* _DIRECTIONS_:
Provide a verbatim copy of the data below.

Segment Start: DATA PROVIDED

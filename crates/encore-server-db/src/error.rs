// Copyright (c) 2025 Encore Contributors. All rights reserved.
// SPDX-License-Identifier: Proprietary

#[derive(Debug, thiserror::Error)]
pub enum DbError {
	#[error("Database error: {0}")]
	Sqlx(#[from] sqlx::Error),

	#[error("Not found: {0}")]
	NotFound(String),

	#[error("Conflict: {0}")]
	Conflict(String),

	#[error("Internal: {0}")]
	Internal(String),
}

pub type Result<T> = std::result::Result<T, DbError>;
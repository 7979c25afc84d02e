// Copyright (c) 2025 Encore Contributors. All rights reserved.
// SPDX-License-Identifier: Proprietary

//! Member domain types for Encore.
//!
//! This crate defines the core member model shared by the persistence layer,
//! the Kakao OAuth client, and the HTTP surface:
//!
//! - [`MemberId`] - type-safe UUID wrapper
//! - [`Gender`] - the two-valued gender enum stored on member records
//! - [`Member`] - the member entity
//! - [`normalize_kr_phone_number`] - the national phone-number rule applied
//!   during provider registration

pub mod member;
pub mod phone;
pub mod types;

pub use member::Member;
pub use phone::{normalize_kr_phone_number, UnsupportedRegionError, KR_COUNTRY_PREFIX};
pub use types::{Gender, MemberId};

Segment End: DATA PROVIDED

* _OUTPUT_:
filename crates/encore-server-db/src/error.rs
// Copyright (c) 2025 Encore Contributors. All rights reserved.
// SPDX-License-Identifier: Proprietary

#[derive(Debug, thiserror::Error)]
pub enum DbError {
	#[error("Database error: {0}")]
	Sqlx(#[from] sqlx::Error),

	#[error("Not found: {0}")]
	NotFound(String),

	#[error("Conflict: {0}")]
	Conflict(String),

	#[error("Internal: {0}")]
	Internal(String),
}

pub type Result<T> = std::result::Result<T, DbError>;
repository 7979c25afc84d02e
// Copyright (c) 2025 Encore Contributors. All rights reserved.
// SPDX-License-Identifier: Proprietary

//! Member domain types for Encore.
//!
//! This crate defines the core member model shared by the persistence layer,
//! the Kakao OAuth client, and the HTTP surface:
//!
//! - [`MemberId`] - type-safe UUID wrapper
//! - [`Gender`] - the two-valued gender enum stored on member records
//! - [`Member`] - the member entity
//! - [`normalize_kr_phone_number`] - the national phone-number rule applied
//!   during provider registration

pub mod member;
pub mod phone;
pub mod types;

pub use member::Member;
pub use phone::{normalize_kr_phone_number, UnsupportedRegionError, KR_COUNTRY_PREFIX};
pub use types::{Gender, MemberId};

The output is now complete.